The Community Development and Planning (CDP) program provides up-and-coming community development practitioners with a strong foundation–based on theory, skill development, and practice–to take on the challenges of urban neighborhood revitalization. Through course work, field work, and internships, the CDP program also enables students to better understand the complex linkages between local action and the processes of policymaking at a variety of levels. Students learn to critically examine the roles and effectiveness of informal neighborhood organizations, banks, private developers, local nonprofits, and government agencies in community development. CDP graduates gain the expertise to channel private and public community development funds and programs to address local needs.

The program offers concrete skills and hands-on training in areas such as geographic information systems, environmental impact assessment, census data analysis, community development finance, nonprofit management, project analysis and evaluation.

The CDP program offers courses in Community Development and Planning Theory, Community Development Finance, Planning and Zoning for Community Developers, History and Strategy of Community Organizing, Youth and Community Development, Non-Profit Management, Research and Project Evaluation Methods, and Fundraising and Grant Writing for Non-Profits.

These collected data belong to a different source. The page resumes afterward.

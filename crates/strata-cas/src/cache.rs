//! Bounded FIFO chunk cache.
//!
//! Entries are evicted strictly in insertion order. An entry can be
//! *pinned* while its bytes are still on their way to the durable tier;
//! pinned entries are skipped by eviction, and an insert that could only
//! fit by evicting pinned entries is reported as [`Admission::Blocked`]
//! so the caller can wait for the transfer to resolve.
//!
//! `ChunkCache` is not internally synchronised; `BufferedChunkStore` keeps
//! it behind the same lock as the index.

use std::collections::{BTreeMap, HashMap};
use std::path::Path;
use std::sync::Arc;

use strata_config::log_cache_debug;

use crate::validation::ChunkValidation;
use crate::{read_source, ChunkName, Result, StoreError};

#[derive(Debug)]
struct CacheEntry {
    bytes: Arc<[u8]>,
    seq: u64,
    pinned: bool,
}

/// Outcome of checking whether `incoming` bytes can be inserted now.
#[derive(Debug, PartialEq, Eq)]
pub(crate) enum Admission {
    /// Fits after evicting these entries (oldest first).
    Fits(Vec<ChunkName>),
    /// Would fit, but only once pinned entries are released.
    Blocked,
    /// Larger than the whole cache.
    TooLarge,
}

/// In-memory FIFO chunk cache. A capacity of 0 means unbounded.
#[derive(Debug)]
pub struct ChunkCache {
    entries: HashMap<ChunkName, CacheEntry>,
    /// insertion sequence -> name, oldest first
    order: BTreeMap<u64, ChunkName>,
    next_seq: u64,
    size: u64,
    capacity: u64,
    validation: Arc<dyn ChunkValidation>,
}

impl ChunkCache {
    pub fn new(validation: Arc<dyn ChunkValidation>) -> Self {
        Self {
            entries: HashMap::new(),
            order: BTreeMap::new(),
            next_seq: 0,
            size: 0,
            capacity: 0,
            validation,
        }
    }

    pub fn with_capacity(validation: Arc<dyn ChunkValidation>, capacity: u64) -> Self {
        let mut cache = Self::new(validation);
        cache.set_capacity(capacity);
        cache
    }

    /// Cache `content` under `name`.
    ///
    /// Re-storing a cached name succeeds without touching the existing
    /// entry, even if `content` differs.
    pub fn store(&mut self, name: &ChunkName, content: &[u8]) -> Result<()> {
        if !self.validation.is_valid(name) {
            return Err(StoreError::invalid_name(name));
        }
        if self.has(name) {
            return Ok(());
        }
        self.check_content(name, content)?;
        self.admit(name.clone(), Arc::from(content), false)
            .map(|_| ())
    }

    /// Cache the content of the file at `path`, removing the file afterwards
    /// if `delete_source` is set and the store succeeded.
    pub fn store_file(&mut self, name: &ChunkName, path: &Path, delete_source: bool) -> Result<()> {
        if !self.validation.is_valid(name) {
            return Err(StoreError::invalid_name(name));
        }
        if !self.has(name) {
            let content = read_source(name, path)?;
            self.check_content(name, &content)?;
            self.admit(name.clone(), Arc::from(content), false)?;
        }
        if delete_source {
            std::fs::remove_file(path)?;
        }
        Ok(())
    }

    pub(crate) fn check_content(&self, name: &ChunkName, content: &[u8]) -> Result<()> {
        if content.is_empty() {
            return Err(StoreError::invalid_content(name, "content is empty"));
        }
        if !self.validation.is_valid_for_caching(name, content) {
            return Err(StoreError::invalid_content(name, "content does not match name"));
        }
        Ok(())
    }

    /// Decide how `incoming` bytes could be inserted right now.
    pub(crate) fn admission(&self, incoming: u64) -> Admission {
        if self.capacity == 0 || self.size + incoming <= self.capacity {
            return Admission::Fits(Vec::new());
        }
        if incoming > self.capacity {
            return Admission::TooLarge;
        }

        let needed = self.size + incoming - self.capacity;
        let mut freed = 0u64;
        let mut victims = Vec::new();
        for name in self.order.values() {
            let entry = &self.entries[name];
            if entry.pinned {
                continue;
            }
            freed += entry.bytes.len() as u64;
            victims.push(name.clone());
            if freed >= needed {
                return Admission::Fits(victims);
            }
        }
        Admission::Blocked
    }

    /// Insert a new entry, evicting as decided by [`admission`](Self::admission).
    ///
    /// Returns the evicted names. Nothing is evicted if the entry cannot fit.
    pub(crate) fn admit(
        &mut self,
        name: ChunkName,
        bytes: Arc<[u8]>,
        pinned: bool,
    ) -> Result<Vec<ChunkName>> {
        let incoming = bytes.len() as u64;
        let victims = match self.admission(incoming) {
            Admission::Fits(victims) => victims,
            Admission::Blocked | Admission::TooLarge => {
                return Err(StoreError::CapacityExceeded {
                    needed: incoming,
                    available: self.capacity.saturating_sub(self.size),
                })
            }
        };

        for victim in &victims {
            if let Some(size) = self.remove(victim) {
                log_cache_debug!("Evicted chunk", name = victim, size = size);
            }
        }

        let seq = self.next_seq;
        self.next_seq += 1;
        self.order.insert(seq, name.clone());
        self.entries.insert(name, CacheEntry { bytes, seq, pinned });
        self.size += incoming;
        Ok(victims)
    }

    pub fn has(&self, name: &ChunkName) -> bool {
        self.entries.contains_key(name)
    }

    pub(crate) fn get(&self, name: &ChunkName) -> Option<Arc<[u8]>> {
        self.entries.get(name).map(|entry| Arc::clone(&entry.bytes))
    }

    pub fn read(&self, name: &ChunkName) -> Result<Vec<u8>> {
        self.get(name)
            .map(|bytes| bytes.to_vec())
            .ok_or_else(|| StoreError::not_found(name))
    }

    pub fn delete(&mut self, name: &ChunkName) -> Result<()> {
        self.remove(name)
            .map(|_| ())
            .ok_or_else(|| StoreError::not_found(name))
    }

    /// Remove an entry, returning its size.
    pub(crate) fn remove(&mut self, name: &ChunkName) -> Option<u64> {
        let entry = self.entries.remove(name)?;
        self.order.remove(&entry.seq);
        let size = entry.bytes.len() as u64;
        self.size -= size;
        Some(size)
    }

    pub(crate) fn pin(&mut self, name: &ChunkName) {
        if let Some(entry) = self.entries.get_mut(name) {
            entry.pinned = true;
        }
    }

    pub(crate) fn unpin(&mut self, name: &ChunkName) {
        if let Some(entry) = self.entries.get_mut(name) {
            entry.pinned = false;
        }
    }

    pub fn is_pinned(&self, name: &ChunkName) -> bool {
        self.entries.get(name).is_some_and(|entry| entry.pinned)
    }

    pub fn clear(&mut self) {
        self.entries.clear();
        self.order.clear();
        self.size = 0;
    }

    pub fn size(&self) -> u64 {
        self.size
    }

    pub fn count(&self) -> u64 {
        self.entries.len() as u64
    }

    pub fn capacity(&self) -> u64 {
        self.capacity
    }

    /// Set the capacity. A limit below current usage is raised to current
    /// usage; nothing is evicted until the next insert.
    pub fn set_capacity(&mut self, capacity: u64) {
        self.capacity = if capacity > 0 && capacity < self.size {
            self.size
        } else {
            capacity
        };
    }

    pub fn vacant(&self, required: u64) -> bool {
        self.capacity == 0 || self.capacity.saturating_sub(self.size) >= required
    }

    pub fn is_empty(&self) -> bool {
        self.entries.is_empty()
    }

    /// Cached names, oldest first.
    pub fn names(&self) -> impl Iterator<Item = &ChunkName> {
        self.order.values()
    }
}
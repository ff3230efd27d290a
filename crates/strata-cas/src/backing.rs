//! Durable backing stores.
//!
//! A [`BackingStore`] is raw chunk persistence with no caching, capacity
//! policy or background work; [`DurableStore`](crate::DurableStore) layers
//! those on top.
//!
//! - [`FileBackingStore`]: one file per chunk under a 2-level hex fan-out
//! - [`MemoryBackingStore`]: concurrent in-memory map, for tests and
//!   ephemeral stores

use std::fmt;
use std::fs::{self, File};
use std::io::{self, Write};
use std::path::{Path, PathBuf};
use std::sync::atomic::{AtomicU64, Ordering};
use std::sync::Arc;

use dashmap::DashMap;
use tracing::instrument;

use crate::{ChunkName, Result, StoreError};

/// Raw durable chunk persistence.
pub trait BackingStore: Send + Sync + fmt::Debug {
    /// Persist `content` under `name`. Writing an existing name is a no-op.
    fn put(&self, name: &ChunkName, content: &[u8]) -> Result<()>;

    /// Read the full content of `name`.
    fn get(&self, name: &ChunkName) -> Result<Vec<u8>>;

    /// Remove `name`, failing with `NotFound` if it is absent.
    fn delete(&self, name: &ChunkName) -> Result<()>;

    fn has(&self, name: &ChunkName) -> bool;

    /// Every stored chunk with its size in bytes.
    fn list(&self) -> Result<Vec<(ChunkName, u64)>>;

    fn count(&self) -> Result<u64> {
        Ok(self.list()?.len() as u64)
    }

    fn size(&self) -> Result<u64> {
        Ok(self.list()?.iter().map(|(_, size)| size).sum())
    }

    /// Physical capacity limit in bytes, 0 if unbounded.
    fn capacity(&self) -> u64 {
        0
    }
}

// ============================================================================
// File-backed store
// ============================================================================

/// Distinguishes temp files written by concurrent puts from the same thread.
static TEMP_COUNTER: AtomicU64 = AtomicU64::new(0);

/// Chunk-per-file store.
///
/// Layout: `<root>/chunks/ab/cd/<hex name>`. Writes go through a temp file
/// and an atomic rename, so a reader never observes a partial chunk.
#[derive(Debug, Clone)]
pub struct FileBackingStore {
    root: PathBuf,
}

impl FileBackingStore {
    /// Open a store at the given root directory, creating it if needed.
    pub fn new<P: AsRef<Path>>(root: P) -> Result<Self> {
        let root = root.as_ref().to_path_buf();
        fs::create_dir_all(root.join("chunks"))?;
        Ok(Self { root })
    }

    pub fn root(&self) -> &Path {
        &self.root
    }

    /// Path where a chunk with the given name is stored.
    pub fn chunk_path(&self, name: &ChunkName) -> PathBuf {
        let hex = name.to_hex();
        let base = self.root.join("chunks");
        if hex.len() < 4 {
            return base.join(hex);
        }
        let l1 = &hex[..2];
        let l2 = &hex[2..4];
        base.join(l1).join(l2).join(&hex)
    }

    fn temp_path_for(path: &Path) -> PathBuf {
        let file_name = path
            .file_name()
            .map(|n| n.to_string_lossy().into_owned())
            .unwrap_or_default();
        let temp_name = format!(
            "{}.{}.{:?}.{}.tmp",
            file_name,
            std::process::id(),
            std::thread::current().id(),
            TEMP_COUNTER.fetch_add(1, Ordering::Relaxed)
        );
        path.with_file_name(temp_name)
    }
}

impl BackingStore for FileBackingStore {
    #[instrument(skip(self, content), level = "debug")]
    fn put(&self, name: &ChunkName, content: &[u8]) -> Result<()> {
        let path = self.chunk_path(name);

        // Deduplication: content addressing makes an existing file final
        if path.exists() {
            return Ok(());
        }

        if let Some(parent) = path.parent() {
            fs::create_dir_all(parent)?;
        }

        let temp_path = Self::temp_path_for(&path);
        let written = File::create(&temp_path).and_then(|mut file| {
            file.write_all(content)?;
            file.sync_all()
        });
        if let Err(e) = written {
            let _ = fs::remove_file(&temp_path);
            return Err(StoreError::Io(e));
        }

        // Atomic rename - if another writer beat us, the content is the same
        if let Err(e) = fs::rename(&temp_path, &path) {
            let _ = fs::remove_file(&temp_path);
            if path.exists() {
                return Ok(());
            }
            return Err(StoreError::Io(e));
        }

        Ok(())
    }

    #[instrument(skip(self), level = "debug")]
    fn get(&self, name: &ChunkName) -> Result<Vec<u8>> {
        match fs::read(self.chunk_path(name)) {
            Ok(data) => Ok(data),
            Err(e) if e.kind() == io::ErrorKind::NotFound => Err(StoreError::not_found(name)),
            Err(e) => Err(StoreError::Io(e)),
        }
    }

    fn delete(&self, name: &ChunkName) -> Result<()> {
        match fs::remove_file(self.chunk_path(name)) {
            Ok(()) => Ok(()),
            Err(e) if e.kind() == io::ErrorKind::NotFound => Err(StoreError::not_found(name)),
            Err(e) => Err(StoreError::Io(e)),
        }
    }

    fn has(&self, name: &ChunkName) -> bool {
        self.chunk_path(name).is_file()
    }

    /// Walks `chunks/ab/cd/*`, skipping temp files and foreign names.
    fn list(&self) -> Result<Vec<(ChunkName, u64)>> {
        let mut chunks = Vec::new();
        for entry in walkdir::WalkDir::new(self.root.join("chunks")).min_depth(1) {
            let entry = entry.map_err(|e| StoreError::Io(io::Error::other(e)))?;
            if !entry.file_type().is_file() {
                continue;
            }
            let path = entry.path();
            if path.extension().is_some_and(|ext| ext == "tmp") {
                continue;
            }
            let Some(name) = path
                .file_name()
                .and_then(|n| n.to_str())
                .and_then(ChunkName::from_hex)
            else {
                continue;
            };
            let size = entry
                .metadata()
                .map_err(|e| StoreError::Io(io::Error::other(e)))?
                .len();
            chunks.push((name, size));
        }
        Ok(chunks)
    }
}

// ============================================================================
// In-memory store
// ============================================================================

/// Concurrent in-memory backing store.
#[derive(Debug, Clone, Default)]
pub struct MemoryBackingStore {
    chunks: Arc<DashMap<ChunkName, Arc<[u8]>>>,
}

impl MemoryBackingStore {
    pub fn new() -> Self {
        Self::default()
    }
}

impl BackingStore for MemoryBackingStore {
    fn put(&self, name: &ChunkName, content: &[u8]) -> Result<()> {
        self.chunks
            .entry(name.clone())
            .or_insert_with(|| Arc::from(content));
        Ok(())
    }

    fn get(&self, name: &ChunkName) -> Result<Vec<u8>> {
        self.chunks
            .get(name)
            .map(|chunk| chunk.to_vec())
            .ok_or_else(|| StoreError::not_found(name))
    }

    fn delete(&self, name: &ChunkName) -> Result<()> {
        self.chunks
            .remove(name)
            .map(|_| ())
            .ok_or_else(|| StoreError::not_found(name))
    }

    fn has(&self, name: &ChunkName) -> bool {
        self.chunks.contains_key(name)
    }

    fn list(&self) -> Result<Vec<(ChunkName, u64)>> {
        Ok(self
            .chunks
            .iter()
            .map(|entry| (entry.key().clone(), entry.value().len() as u64))
            .collect())
    }
}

In addition, CDP students participate in field research and internships that allow them to learn directly from community members about their needs, resources, and priorities and how best to mobilize local action to improve neighborhood quality of life.

Students gain practical skills through the following four activities:
 

  1. Individual student research on issues of interest to local organizations,
  2. Graduate student internships that assist local organizations in ongoing work and projects,
  3. The semester-long CDP Practicum, in which a team of graduate students, guided by a faculty member, work with a local organization to design and implement a project of interest to that organization, and
  4. Ongoing independent research on local issues, conducted by CDP students and faculty. For instance, CDP graduate student work on the Worcester Education Partnership, a multi-year project funded by a Carnegie grant to implement systemic education reform in the city’s secondary schools.

Students benefit from a unique interdisciplinary approach to community development that integrates the perspectives of the other IDCE programs: Environmental Science and Policy, Geographic Information Science for Development and Environment, and International Development and Social Change.  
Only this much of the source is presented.